Material for this exercise START

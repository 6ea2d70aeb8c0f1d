//! Puzzle seeds.

use serde::{Deserialize, Serialize};

/// Seed of a generation run.
///
/// Two runs with the same seed, words and configuration produce the same puzzle.
///
/// # Examples
///
/// ```
/// use wordlace_generator::PuzzleSeed;
///
/// let seed: PuzzleSeed = "17".parse()?;
/// assert_eq!(seed, PuzzleSeed::from(17));
/// assert_eq!(seed.to_string(), "17");
/// # Ok::<(), std::num::ParseIntError>(())
/// ```
#[derive(
    Debug,
    Clone,
    Copy,
    PartialEq,
    Eq,
    Hash,
    Serialize,
    Deserialize,
    derive_more::Display,
    derive_more::From,
    derive_more::FromStr,
)]
#[serde(transparent)]
pub struct PuzzleSeed(i64);

impl PuzzleSeed {
    /// Draws a seed from the thread-local random source.
    ///
    /// This is the only non-deterministic step of a generation run.
    #[must_use]
    pub fn random() -> Self {
        Self(i64::from(rand::random::<u32>()))
    }

    /// Returns the raw seed value.
    #[must_use]
    pub const fn value(self) -> i64 {
        self.0
    }
}
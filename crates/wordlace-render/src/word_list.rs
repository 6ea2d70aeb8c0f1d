//! Word lists printed next to the grid.

use wordlace_core::fold;
use wordlace_generator::GeneratedPuzzle;

use crate::table::{HtmlTable, escape};

/// How to lay out a word list.
#[derive(Debug, Clone, Copy, PartialEq, Eq)]
pub struct WordListOptions {
    /// Sort alphabetically, ignoring case and accents. Otherwise the input order
    /// is kept.
    pub sorted: bool,
    /// Number of groups the list is split into.
    pub columns: usize,
}

impl Default for WordListOptions {
    fn default() -> Self {
        Self {
            sorted: true,
            columns: 1,
        }
    }
}

/// Returns the placed words split into groups.
///
/// The list is cut into `options.columns` groups (at least one, at most one per
/// word) whose sizes differ by at most one; the earlier groups are the larger
/// ones.
///
/// # Examples
///
/// ```
/// use wordlace_render::word_list::chunk;
///
/// let words = ["a", "b", "c", "d", "e"];
/// assert_eq!(chunk(&words, 2), [&words[..3], &words[3..]]);
/// assert_eq!(chunk(&words, 9).len(), 5);
/// ```
#[must_use]
pub fn chunk<T>(items: &[T], columns: usize) -> Vec<&[T]> {
    if items.is_empty() {
        return Vec::new();
    }
    let columns = columns.clamp(1, items.len());
    let base = items.len() / columns;
    let extra = items.len() % columns;

    let mut groups = Vec::with_capacity(columns);
    let mut rest = items;
    for i in 0..columns {
        let (group, tail) = rest.split_at(base + usize::from(i < extra));
        groups.push(group);
        rest = tail;
    }
    groups
}

/// Returns the placed words' text, sorted if requested.
#[must_use]
pub fn word_texts<'a>(puzzle: &'a GeneratedPuzzle, options: &WordListOptions) -> Vec<&'a str> {
    let mut words: Vec<_> = puzzle.words().map(|word| word.text()).collect();
    if options.sorted {
        words.sort_by_cached_key(|text| (fold::sort_key(text), *text));
    }
    words
}

/// Renders the word list one word per line, groups following each other.
#[must_use]
pub fn word_list_as_text(puzzle: &GeneratedPuzzle, options: &WordListOptions) -> String {
    word_texts(puzzle, options).join("\n")
}

/// Renders the word list as a one-row table with one `<ul>` per group.
#[must_use]
pub fn word_list_as_html(puzzle: &GeneratedPuzzle, options: &WordListOptions) -> String {
    let words = word_texts(puzzle, options);
    let mut table = HtmlTable::new().with_attribute("class", "word-list");
    for (column, group) in chunk(&words, options.columns).into_iter().enumerate() {
        let items: String = group
            .iter()
            .map(|word| format!("<li>{}</li>", escape(word)))
            .collect();
        table.add_markup_cell(format!("<ul>{items}</ul>"), 0, column, [("class", "words")]);
    }
    table.to_string()
}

Material for this exercise END

All lines above containing the string "words": copy each one.

/// Two runs with the same seed, words and configuration produce the same puzzle.
/// Returns the placed words split into groups.
/// let words = ["a", "b", "c", "d", "e"];
/// assert_eq!(chunk(&words, 2), [&words[..3], &words[3..]]);
/// assert_eq!(chunk(&words, 9).len(), 5);
/// Returns the placed words' text, sorted if requested.
    let mut words: Vec<_> = puzzle.words().map(|word| word.text()).collect();
        words.sort_by_cached_key(|text| (fold::sort_key(text), *text));
    words
    let words = word_texts(puzzle, options);
    for (column, group) in chunk(&words, options.columns).into_iter().enumerate() {
        table.add_markup_cell(format!("<ul>{items}</ul>"), 0, column, [("class", "words")]);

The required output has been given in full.